Spanish sports journalist (born 1960)

Paloma del Río Cañadas (born 4 April 1960) is a Spanish journalist. She covers rhythmic gymnastics, artistic gymnastics, figure skating, and equestrian competitions for Televisión Española (TVE). She has held various positions in TVE's sports directorate – editor-in-chief (2009), director of sports programs (2009–2013), and currently coordinator of sponsorships and federations.

She has covered several European and World Championships, as well as eight Summer and six Winter Olympic Games. In 2015 she was awarded the Gold Medal of the Royal Order of Sports Merit, and that same year, she published her autobiographical book Enredando en la memoria (Tangled in Memory).

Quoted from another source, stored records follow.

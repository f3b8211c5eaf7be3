//! Integration tests for the box controller.
//!
//! Covers the population-tracking scenario, settings round trips and the
//! file-backing lifecycle against a real container file.

use eventbox::controller::{BoxController, BoxControllerSettings};
use eventbox::error::ErrorKind;
use eventbox::file_io::FileBoxIo;
use eventbox::io::BoxControllerIo;
use eventbox::memory_io::MemoryBoxIo;
use tempfile::tempdir;

/// Lean 2-d backend with double precision: 4 values per event.
fn lean_file_backend() -> Box<FileBoxIo> {
    let mut io = FileBoxIo::new(2);
    io.set_data_type(8, "MDLeanEvent").unwrap();
    Box::new(io)
}

#[test]
fn test_population_scenario() {
    let mut bc = BoxController::new(2).unwrap();
    bc.set_split_into(10).unwrap();
    bc.set_max_depth(4).unwrap();
    assert_eq!(bc.num_split(), 100);
    assert_eq!(bc.num_md_boxes(), &[1, 0, 0, 0, 0]);

    bc.track_num_boxes(0).unwrap();
    assert_eq!(bc.num_md_boxes(), &[0, 100, 0, 0, 0]);
    assert!((bc.average_depth() - 1.0).abs() < 1e-9);

    bc.track_num_boxes(1).unwrap();
    bc.track_num_boxes(1).unwrap();
    assert_eq!(bc.num_md_boxes(), &[0, 98, 200, 0, 0]);
    assert!((bc.average_depth() - 1.02).abs() < 1e-9);
    assert_eq!(bc.total_num_md_boxes(), 298);
    assert_eq!(bc.total_num_md_grid_boxes(), 3);
}

#[test]
fn test_num_split_is_product_of_fan_outs() {
    for n_dims in 1..=4 {
        let mut bc = BoxController::new(n_dims).unwrap();
        let mut expected = 1;
        for dim in 0..n_dims {
            let n = dim + 2;
            bc.set_split_into_dim(dim, n).unwrap();
            expected *= n;
        }
        assert_eq!(bc.num_split(), expected);
    }
}

#[test]
fn test_will_split_truth_table() {
    let mut bc = BoxController::new(1).unwrap();
    for max_depth in [0, 1, 3] {
        for threshold in [0, 5, 100] {
            bc.set_max_depth(max_depth).unwrap();
            bc.set_split_threshold(threshold);
            for signal in [0, 5, 6, 101] {
                for depth in 0..5 {
                    assert_eq!(
                        bc.will_split(signal, depth),
                        signal > threshold && depth < max_depth,
                        "signal {signal} depth {depth} threshold {threshold} max {max_depth}"
                    );
                }
            }
        }
    }
}

#[test]
fn test_xml_round_trip_with_partial_top_override() {
    let mut bc = BoxController::new(3).unwrap();
    bc.set_split_into(3).unwrap();
    bc.set_split_top_into(2, 8).unwrap();
    bc.set_max_depth(6).unwrap();
    bc.set_split_threshold(42);
    for _ in 0..17 {
        bc.next_id();
    }
    bc.track_num_boxes(0).unwrap();
    bc.track_num_boxes(1).unwrap();

    let xml = bc.to_xml_string();
    let restored = BoxController::from_xml_string(&xml).unwrap();
    assert_eq!(restored, bc);
    assert_eq!(restored.split_top_into(), Some(vec![3, 3, 8]));
    assert_eq!(restored.max_id(), 17);
    assert_eq!(restored.num_md_boxes(), bc.num_md_boxes());
    assert_eq!(restored.average_depth(), bc.average_depth());

    // Two controllers from the same blob are equal to each other.
    assert_eq!(BoxController::from_xml_string(&xml).unwrap(), restored);
}

#[test]
fn test_settings_from_json_config() {
    let json = r#"{
        "n_dims": 3,
        "split_into": [2, 2, 4],
        "split_top_into": [null, 10, null],
        "split_threshold": 250,
        "max_depth": 3
    }"#;
    let settings: BoxControllerSettings = serde_json::from_str(json).unwrap();
    let bc = BoxController::from_settings(&settings).unwrap();
    assert_eq!(bc.num_split(), 16);
    assert_eq!(bc.num_split_for_depth(0), 80);
    assert_eq!(bc.num_md_boxes(), &[1, 0, 0, 0]);
    assert_eq!(bc.max_num_md_boxes(), &[1.0, 80.0, 1280.0, 20480.0]);

    let bad = json.replace("[2, 2, 4]", "[2, 0, 4]");
    let err = BoxController::from_json(&bad).unwrap_err();
    assert_eq!(err.kind(), ErrorKind::InvalidArgument);
}

#[test]
fn test_clone_of_file_backed_controller() {
    let dir = tempdir().unwrap();
    let mut bc = BoxController::new(2).unwrap();
    bc.set_split_into(4).unwrap();
    bc.set_file_backed(lean_file_backend(), dir.path().join("clone.evbx"))
        .unwrap();

    let copy = bc.clone();
    assert!(bc.is_file_backed());
    assert!(!copy.is_file_backed());
    assert_eq!(copy, bc);
}

#[test]
fn test_clear_file_backed_flushes_buffer() {
    let dir = tempdir().unwrap();
    let path = dir.path().join("flush.evbx");

    let mut bc = BoxController::new(2).unwrap();
    bc.set_file_backed(lean_file_backend(), &path).unwrap();

    let buffer = bc.file_io_mut().unwrap();
    buffer.save_block(5, vec![1.0, 1.0, 0.25, 0.75]).unwrap();
    buffer
        .save_block(6, vec![2.0, 4.0, 0.5, 0.5, 3.0, 9.0, 0.125, 0.875])
        .unwrap();
    assert_eq!(buffer.buffered_count(), 2);
    assert_eq!(buffer.io().file_length(), 0);

    bc.clear_file_backed().unwrap();
    assert!(!bc.is_file_backed());

    let info = FileBoxIo::inspect(&path).unwrap();
    assert_eq!(info.event_count, 3);
    assert_eq!(info.n_dims, 2);
}

#[test]
fn test_drop_flushes_buffer() {
    let dir = tempdir().unwrap();
    let path = dir.path().join("drop.evbx");

    {
        let mut bc = BoxController::new(2).unwrap();
        bc.set_file_backed(lean_file_backend(), &path).unwrap();
        bc.file_io_mut()
            .unwrap()
            .save_block(1, vec![1.0, 1.0, 0.0, 0.0])
            .unwrap();
    }

    let info = FileBoxIo::inspect(&path).unwrap();
    assert_eq!(info.event_count, 1);
}

#[test]
fn test_set_file_backed_replaces_previous_backing() {
    let dir = tempdir().unwrap();
    let first = dir.path().join("first.evbx");
    let second = dir.path().join("second.evbx");

    let mut bc = BoxController::new(2).unwrap();
    bc.set_file_backed(lean_file_backend(), &first).unwrap();
    bc.file_io_mut()
        .unwrap()
        .save_block(0, vec![1.0, 1.0, 0.5, 0.5])
        .unwrap();

    bc.set_file_backed(lean_file_backend(), &second).unwrap();
    assert_eq!(
        bc.file_io().unwrap().io().file_name(),
        Some(second.as_path())
    );
    assert_eq!(FileBoxIo::inspect(&first).unwrap().event_count, 1);
}

#[test]
fn test_set_file_backed_with_open_backend() {
    let dir = tempdir().unwrap();
    let path = dir.path().join("preopened.evbx");

    let mut io = lean_file_backend();
    io.open_file(&path, "w").unwrap();

    let mut bc = BoxController::new(2).unwrap();
    // The hint is ignored for a backend that is already open.
    bc.set_file_backed(io, dir.path().join("ignored.evbx"))
        .unwrap();
    assert_eq!(bc.file_io().unwrap().io().file_name(), Some(path.as_path()));
    assert!(!dir.path().join("ignored.evbx").exists());
}

#[test]
fn test_file_backing_errors() {
    let mut bc = BoxController::new(2).unwrap();
    assert!(bc.file_io().is_none());
    let err = bc.require_file_io("paging").unwrap_err();
    assert_eq!(err.kind(), ErrorKind::RuntimeError);
    assert!(err.to_string().contains("paging"));

    let err = bc
        .set_file_backed(Box::new(MemoryBoxIo::new(4)), "wrong-dims")
        .unwrap_err();
    assert_eq!(err.kind(), ErrorKind::InvalidArgument);

    let dir = tempdir().unwrap();
    let missing = dir.path().join("missing").join("deeper.evbx");
    let err = bc
        .set_file_backed(lean_file_backend(), &missing)
        .unwrap_err();
    assert_eq!(err.kind(), ErrorKind::FileError);
    assert!(!bc.is_file_backed());
}

#[test]
fn test_failed_flush_does_not_truncate_new_file() {
    let dir = tempdir().unwrap();
    let path = dir.path().join("existing.evbx");
    std::fs::write(&path, b"not yet replaced").unwrap();

    let mut old = MemoryBoxIo::new(2);
    old.set_data_type(8, "MDLeanEvent").unwrap();
    let control = old.control();
    let mut bc = BoxController::new(2).unwrap();
    bc.set_file_backed(Box::new(old), "in-memory").unwrap();
    bc.file_io_mut()
        .unwrap()
        .save_block(3, vec![1.0, 1.0, 0.25, 0.75])
        .unwrap();

    control.set_fail_writes(true);
    let err = bc.set_file_backed(lean_file_backend(), &path).unwrap_err();
    assert_eq!(err.kind(), ErrorKind::FileError);
    assert_eq!(std::fs::read(&path).unwrap(), b"not yet replaced");
    assert!(bc.file_io().unwrap().is_buffered(3));

    control.set_fail_writes(false);
    bc.set_file_backed(lean_file_backend(), &path).unwrap();
    assert_eq!(control.counters().blocks_written, 1);
    bc.clear_file_backed().unwrap();
    assert_eq!(FileBoxIo::inspect(&path).unwrap().event_count, 0);
}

She is considered part of the generation of pioneering women in Spanish sports journalism, along with Mari Carmen Izquierdo, Mercedes Milá, María Antonia Martínez, Elena Sánchez Caballero, Olga Viza, Mari Cruz Esteban, and María Escario.

==Biography==
Paloma del Río was born in Madrid in 1960. After completing the Baccalaureate, she took a clinical assistant course and began to work on the night shift of the intensive care unit of the Ruber Clinic in Madrid to pay for her studies. In her free time, she continued with Curso de Orientación Universitaria (COU) studies, and majored in journalism at the Complutense University of Madrid without leaving work. She finished her degree with the second best record, so in 1986, she was able to choose a scholarship from the Instituto RTVE to do internships in television, in the sports section of the news. After a few months, she passed some exams that allowed her to maintain her position at TVE.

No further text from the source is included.